I just spent five days in a hospital and the experience was indescribably ugly and nightmarish. I spent every minute of the five days waiting for the hour hand to make it's way twice around the clock, dreading the boredom and the extreme tortures to come. I had an extremely competent and experienced surgeon yet my advice to everyone reading this is, don't get major surgery if you can possibly avoid it. If you can't avoid it then have the surgery at the earliest possible time when the problem is relatively small. I remind the reader that we don't live in Captain Kirk's time when Bones the doctor can cure everything with what amounts to a flashlight. Our time is more like the Civil war when whiskey and amputation were the remedies. Surgery is still about all about violating your body, and causing pain. We're not really all that advanced.
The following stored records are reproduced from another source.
//! Selection and outline (navigator) state.
//!
//! Tracks the active node and a per-node expand/collapse flag for the
//! outline panel. Kept in step with history by calling `sync` with every
//! published tree: a selection that no longer exists is cleared, and flags
//! for removed nodes are dropped so the map never outgrows the tree.

use sb_core::{ElementKind, NodeId, OperationError, Tree};
use serde::Serialize;
use std::collections::{HashMap, HashSet};

/// One visible line of the outline.
#[derive(Debug, Clone, PartialEq, Serialize)]
#[serde(rename_all = "camelCase")]
pub struct OutlineRow {
    pub id: NodeId,
    pub kind: ElementKind,
    pub depth: usize,
    pub has_children: bool,
    pub expanded: bool,
    pub selected: bool,
}

#[derive(Debug, Clone)]
pub struct Navigator {
    /// Currently selected node.
    selected: Option<NodeId>,
    /// Explicit expand (true) / collapse (false) choices.
    expanded: HashMap<NodeId, bool>,
    /// State of nodes with no explicit choice.
    expand_by_default: bool,
}

impl Default for Navigator {
    fn default() -> Self {
        Self::new(true)
    }
}

impl Navigator {
    pub fn new(expand_by_default: bool) -> Self {
        Self {
            selected: None,
            expanded: HashMap::new(),
            expand_by_default,
        }
    }

    // ─── Selection ───────────────────────────────────────────────────────

    pub fn selected(&self) -> Option<NodeId> {
        self.selected
    }

    /// Select `id` and expand its ancestors so it shows in the outline.
    pub fn select(&mut self, tree: &Tree, id: NodeId) -> Result<(), OperationError> {
        let path = tree.path_to(id).ok_or(OperationError::NodeNotFound(id))?;
        for depth in 0..path.len() {
            if let Some(ancestor) = tree.node_at(&path[..depth]) {
                self.expanded.insert(ancestor.id, true);
            }
        }
        self.selected = Some(id);
        Ok(())
    }

    /// Clear the selection, returning what was selected.
    pub fn deselect(&mut self) -> Option<NodeId> {
        self.selected.take()
    }

    /// Move the selection to the selected node's parent. The root has no
    /// parent, so selecting it stays put.
    pub fn select_parent(&mut self, tree: &Tree) -> Option<NodeId> {
        let parent = self.selected.and_then(|id| tree.parent_of(id))?.id;
        self.selected = Some(parent);
        Some(parent)
    }

    /// Reconcile with a newly published tree.
    pub fn sync(&mut self, tree: &Tree) {
        let ids: HashSet<NodeId> = tree.id_set();
        if let Some(id) = self.selected
            && !ids.contains(&id)
        {
            log::debug!("selected `{id}` no longer exists, clearing selection");
            self.selected = None;
        }
        self.expanded.retain(|id, _| ids.contains(id));
    }

    // ─── Expand / collapse ───────────────────────────────────────────────

    pub fn is_expanded(&self, id: NodeId) -> bool {
        self.expanded
            .get(&id)
            .copied()
            .unwrap_or(self.expand_by_default)
    }

    pub fn set_expanded(&mut self, id: NodeId, expanded: bool) {
        self.expanded.insert(id, expanded);
    }

    /// Flip the flag for `id`. Returns the new state.
    pub fn toggle(&mut self, id: NodeId) -> bool {
        let next = !self.is_expanded(id);
        self.expanded.insert(id, next);
        next
    }

    /// Number of nodes with an explicit expand/collapse choice.
    pub fn tracked(&self) -> usize {
        self.expanded.len()
    }

    // ─── Outline ─────────────────────────────────────────────────────────

    /// Visible rows in document order. Children of collapsed nodes are left out.
    pub fn outline(&self, tree: &Tree) -> Vec<OutlineRow> {
        let mut rows = Vec::new();
        let mut hidden_below: Option<usize> = None;
        tree.walk(&mut |node, depth| {
            if let Some(limit) = hidden_below {
                if depth > limit {
                    return;
                }
                hidden_below = None;
            }
            let expanded = self.is_expanded(node.id);
            let has_children = !node.children.is_empty();
            if has_children && !expanded {
                hidden_below = Some(depth);
            }
            rows.push(OutlineRow {
                id: node.id,
                kind: node.kind,
                depth,
                has_children,
                expanded,
                selected: self.selected == Some(node.id),
            });
        });
        rows
    }
}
Hospitals are crazy places. Everybody agrees that sleep is important to recovery, yet hospitals are one of the hardest places in the world to sleep. The staff keeps waking you up to give you pain pills to put you to sleep. Since those pills cause constipation, and since constipation prevents you from getting rid of the gas that accompanies surgery, pain and sleeplessness are actually guaranteed by the system.
Some nurses are angels of mercy that really care what happens to you. Others are martinets who will follow a regimen regardless of the consequences. I had to wear a catheter and I was constantly woken out of sleep by compulsive nurses who felt the need to "irrigate" it, i.e., put a big horse tranquilizing syringe into it and pump it to shake loose possible clots. The syringe causes searing, torturous pain by causing rapid change in the internal abdominal pressure. Once again, the justification for irrigation was that it would help patients sleep. After every irrigation I would stay awake for hours trying to shake off the horror of it all.
Francis Ford Cuppola called Vietnam the first rock and roll war because rock was so frequently present, even during firefights. In the same way, we live in the first ( or maybe the second) era of daytime TV medicine. Daytime TV is the constant background rhythm of hospitals. You may be dying, and your doctor may be struggling to figure out how to medicate, but you both have one ear glued to the TV so you can find out what Dr. Phil said about Oprah, or who the movie stars dated last night. Daytime TV gives me nausea. Does the world really need one more manicured, perky anchorwoman or one more executive-driven animated show with "tude?"
Of course real conversations happen, even in hospitals. My roommate, was a police officer and we got to talking about crime. I wondered out loud if criminals were really chronically unimaginative people, who just couldn't imagine the suffering they were causing to others. The policeman looked at me with stunned disbelief. His answer: "Real criminals aren't unimaginative. They're selfish and undisciplined. They want immediate satisfaction and would rather take the risk of killing a 7-11 clerk for 50 bucks than work a legal job for a day and make the same money risk-free. They live in an environment where crime is in the air and no other activity is admired or encouraged." I muttered something Hunter S. Thompson said about crime, and he brusquely made his apologies and closed the curtain securely around his bed. He just couldn't see the point in talking to a dilettante like myself who didn't know what he was talking about. He never opened it again. I knew from peaking that he spent the time reading Field and Stream magazine.
By the way, I'm a big booster of the police who, whatever their faults, risk their lives every day so the rest of us can be safe. I'm just not a fan of Field and Stream.